If you're planning to sell your home, it's worth understanding how federal tax rules can reduce what you owe, or even help you qualify for certain deductions and credits. The IRS outlines these rules in Publication 523, Selling Your Home (2024). Below is a straightforward overview of the main ways homeowners can save money at tax time.
1. Excluding Gain on the Sale of Your Home
Most homeowners don't pay federal tax on profits from selling their main home, as long as they meet the ownership and residence tests.
- You can exclude up to $250,000 of gain if single, or $500,000 if married filing jointly.
- To qualify, you must have owned and lived in the home for at least two of the past five years before selling.
- The home must be your principal residence (your main home, not a vacation or rental property).
- If you don't meet the full two-year rule, you may still get a partial exclusion for certain reasons, such as a job relocation, health issues, or unforeseen events (like divorce or disaster damage).
2. Improvements That Increase Your Cost Basis
Keep track of home improvements, things like a new roof, kitchen remodel, HVAC system, or energy-efficient windows.
These increase your adjusted cost basis, which can reduce the taxable gain on your sale.
Repairs that only maintain the home (painting, patching, fixing leaks) usually don't count, but permanent upgrades that add value do.
3. Energy-Efficient Home Credits
Under the Inflation Reduction Act, you may qualify for energy-related tax credits if you upgraded your home before selling.
Eligible improvements include:
- Solar panels or battery storage systems
- Energy-efficient doors, windows, and insulation
- Certified home energy audits
These fall under Sections 25C and 25D of the tax code and can be worth up to 30% of qualifying costs.

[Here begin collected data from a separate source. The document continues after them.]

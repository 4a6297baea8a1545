use thiserror::Error;

#[derive(Error, Debug)]
pub enum Error {
    #[error("{0}")]
    Message(String),

    #[error(transparent)]
    Io(#[from] std::io::Error),

    #[error("invalid user id: {input}")]
    InvalidUserId { input: String },
}

impl Error {
    #[must_use]
    pub fn message(message: impl Into<String>) -> Self {
        Self::Message(message.into())
    }

    #[must_use]
    pub fn invalid_user_id(input: impl Into<String>) -> Self {
        Self::InvalidUserId {
            input: input.into(),
        }
    }
}

pub type Result<T> = std::result::Result<T, Error>;
/// Expand `${NAME}` placeholders from the process environment.
///
/// Unknown variables and unterminated placeholders are kept verbatim.
pub fn substitute_env(input: &str) -> String {
    substitute_env_with(input, |name| std::env::var(name).ok())
}

/// [`substitute_env`] with an explicit lookup, so tests never touch the
/// process environment.
pub fn substitute_env_with(input: &str, lookup: impl Fn(&str) -> Option<String>) -> String {
    let mut out = String::with_capacity(input.len());
    let mut rest = input;

    while let Some(start) = rest.find("${") {
        out.push_str(&rest[..start]);
        let after = &rest[start + 2..];
        let Some(end) = after.find('}') else {
            out.push_str(&rest[start..]);
            return out;
        };
        let name = &after[..end];
        match lookup(name).filter(|_| !name.is_empty()) {
            Some(value) => out.push_str(&value),
            None => out.push_str(&rest[start..start + 2 + end + 1]),
        }
        rest = &after[end + 1..];
    }
    out.push_str(rest);
    out
}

See IRS News Release 2024-137 for details.
4. Mortgage Debt Forgiveness
If a lender forgives or cancels mortgage debt on your main home, for example, after a short sale or foreclosure, that amount normally counts as income.
However, the IRS has extended the exclusion of forgiven mortgage debt through December 31, 2025.
To qualify, the debt must have been on your principal residence, and the agreement to forgive it must be in writing before 2026.
5. Opportunity Zone Investments
If you reinvest capital gains from your home sale into a Qualified Opportunity Fund (QOF) within 180 days, you may defer or even exclude those gains.
This applies mainly to investors who meet long-term holding requirements (generally 10 years).
Details appear in Form 8949 Instructions and Section 1400Z-2.
6. Other Potential Tax Breaks
- Adoption and childcare credits: If you're selling because of a move or family change, check whether you qualify for these credits in the year of sale.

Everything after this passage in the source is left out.